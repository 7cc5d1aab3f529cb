use std::collections::HashMap;
use std::sync::{mpsc, Arc, Mutex, MutexGuard, PoisonError};

use engine_logging::engine_debug;
use genwatch_core::{JobId, JobKind};
use tokio::sync::oneshot;
use tokio::task::JoinHandle;
use tokio_util::sync::CancellationToken;

use crate::{EngineEvent, ObserverEvent, ObserverId, ObserverUpdate};

pub trait ObserverSink: Send + Sync {
    fn emit(&self, event: ObserverEvent);
}

pub struct ChannelSink {
    tx: mpsc::Sender<EngineEvent>,
}

impl ChannelSink {
    pub fn new(tx: mpsc::Sender<EngineEvent>) -> Self {
        Self { tx }
    }
}

impl ObserverSink for ChannelSink {
    fn emit(&self, event: ObserverEvent) {
        let _ = self.tx.send(EngineEvent::Observer(event));
    }
}

/// A running driver task for one job. Dropping the handle stops the task.
#[derive(Debug)]
pub struct ObserverHandle {
    id: ObserverId,
    job_id: JobId,
    kind: JobKind,
    token: CancellationToken,
    task: JoinHandle<()>,
}

impl ObserverHandle {
    pub(crate) fn new(
        id: ObserverId,
        job_id: JobId,
        kind: JobKind,
        token: CancellationToken,
        task: JoinHandle<()>,
    ) -> Self {
        Self {
            id,
            job_id,
            kind,
            token,
            task,
        }
    }

    pub fn id(&self) -> ObserverId {
        self.id
    }

    pub fn job_id(&self) -> &JobId {
        &self.job_id
    }

    pub fn kind(&self) -> JobKind {
        self.kind
    }

    pub fn stop(&self) {
        self.token.cancel();
    }

    pub fn is_stopped(&self) -> bool {
        self.token.is_cancelled() || self.task.is_finished()
    }

    /// Waits for the driver task to exit without stopping it.
    pub async fn join(mut self) {
        let _ = (&mut self.task).await;
    }
}

impl Drop for ObserverHandle {
    fn drop(&mut self) {
        self.token.cancel();
    }
}

/// Per-attachment emitter handed to a driver task. Nothing is emitted once
/// the observer's token is cancelled.
pub(crate) struct Emitter {
    pub(crate) observer: ObserverId,
    pub(crate) job_id: JobId,
    pub(crate) token: CancellationToken,
    sink: Arc<dyn ObserverSink>,
}

impl Emitter {
    pub(crate) fn new(job_id: JobId, sink: Arc<dyn ObserverSink>) -> Self {
        Self {
            observer: ObserverId::next(),
            job_id,
            token: CancellationToken::new(),
            sink,
        }
    }

    /// Holds the driver until `gate` opens. A dropped sender opens it too.
    /// Returns false when the observer was stopped while waiting.
    pub(crate) async fn wait_for(&self, gate: Option<oneshot::Receiver<()>>) -> bool {
        let Some(gate) = gate else {
            return true;
        };
        tokio::select! {
            biased;
            _ = self.token.cancelled() => false,
            _ = gate => !self.token.is_cancelled(),
        }
    }

    pub(crate) fn emit(&self, update: ObserverUpdate) {
        if self.token.is_cancelled() {
            return;
        }
        self.sink.emit(ObserverEvent {
            observer: self.observer,
            job_id: self.job_id.clone(),
            update,
        });
    }
}

/// Live observers keyed by job id. At most one per job.
#[derive(Debug, Default)]
pub struct ObserverRegistry {
    handles: Mutex<HashMap<JobId, ObserverHandle>>,
}

impl ObserverRegistry {
    pub fn new() -> Self {
        Self::default()
    }

    /// Registers `handle`, stopping whatever observed the same job before.
    pub fn insert(&self, handle: ObserverHandle) -> Option<ObserverId> {
        let replaced = self.lock().insert(handle.job_id().clone(), handle);
        replaced.map(|old| {
            engine_debug!("job {}: replacing observer {}", old.job_id(), old.id());
            old.stop();
            old.id()
        })
    }

    /// Removes and stops the observer for `job_id`.
    pub fn remove(&self, job_id: &JobId) -> Option<ObserverHandle> {
        let handle = self.lock().remove(job_id)?;
        handle.stop();
        Some(handle)
    }

    /// Drops the entry for a driver that finished on its own, provided it is
    /// still the registered one.
    pub fn retire(&self, job_id: &JobId, observer: ObserverId) -> bool {
        let mut handles = self.lock();
        if handles.get(job_id).map(ObserverHandle::id) != Some(observer) {
            return false;
        }
        handles.remove(job_id);
        true
    }

    /// Whether events from `observer` should still reach the projector.
    pub fn is_live(&self, job_id: &JobId, observer: ObserverId) -> bool {
        self.lock()
            .get(job_id)
            .is_some_and(|handle| handle.id() == observer && !handle.token.is_cancelled())
    }

    pub fn contains(&self, job_id: &JobId) -> bool {
        self.lock().contains_key(job_id)
    }

    pub fn len(&self) -> usize {
        self.lock().len()
    }

    pub fn is_empty(&self) -> bool {
        self.lock().is_empty()
    }

    pub fn stop_all(&self) {
        let drained: Vec<ObserverHandle> = self.lock().drain().map(|(_, handle)| handle).collect();
        for handle in &drained {
            handle.stop();
        }
    }

    fn lock(&self) -> MutexGuard<'_, HashMap<JobId, ObserverHandle>> {
        self.handles.lock().unwrap_or_else(PoisonError::into_inner)
    }
}

impl Drop for ObserverRegistry {
    fn drop(&mut self) {
        self.stop_all();
    }
}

--- What to work on ---
Which lines of the records above hold the word "gate"? Copy each one out.

--- Response area ---
    /// Holds the driver until `gate` opens. A dropped sender opens it too.
    pub(crate) async fn wait_for(&self, gate: Option<oneshot::Receiver<()>>) -> bool {
        let Some(gate) = gate else {
            _ = gate => !self.token.is_cancelled(),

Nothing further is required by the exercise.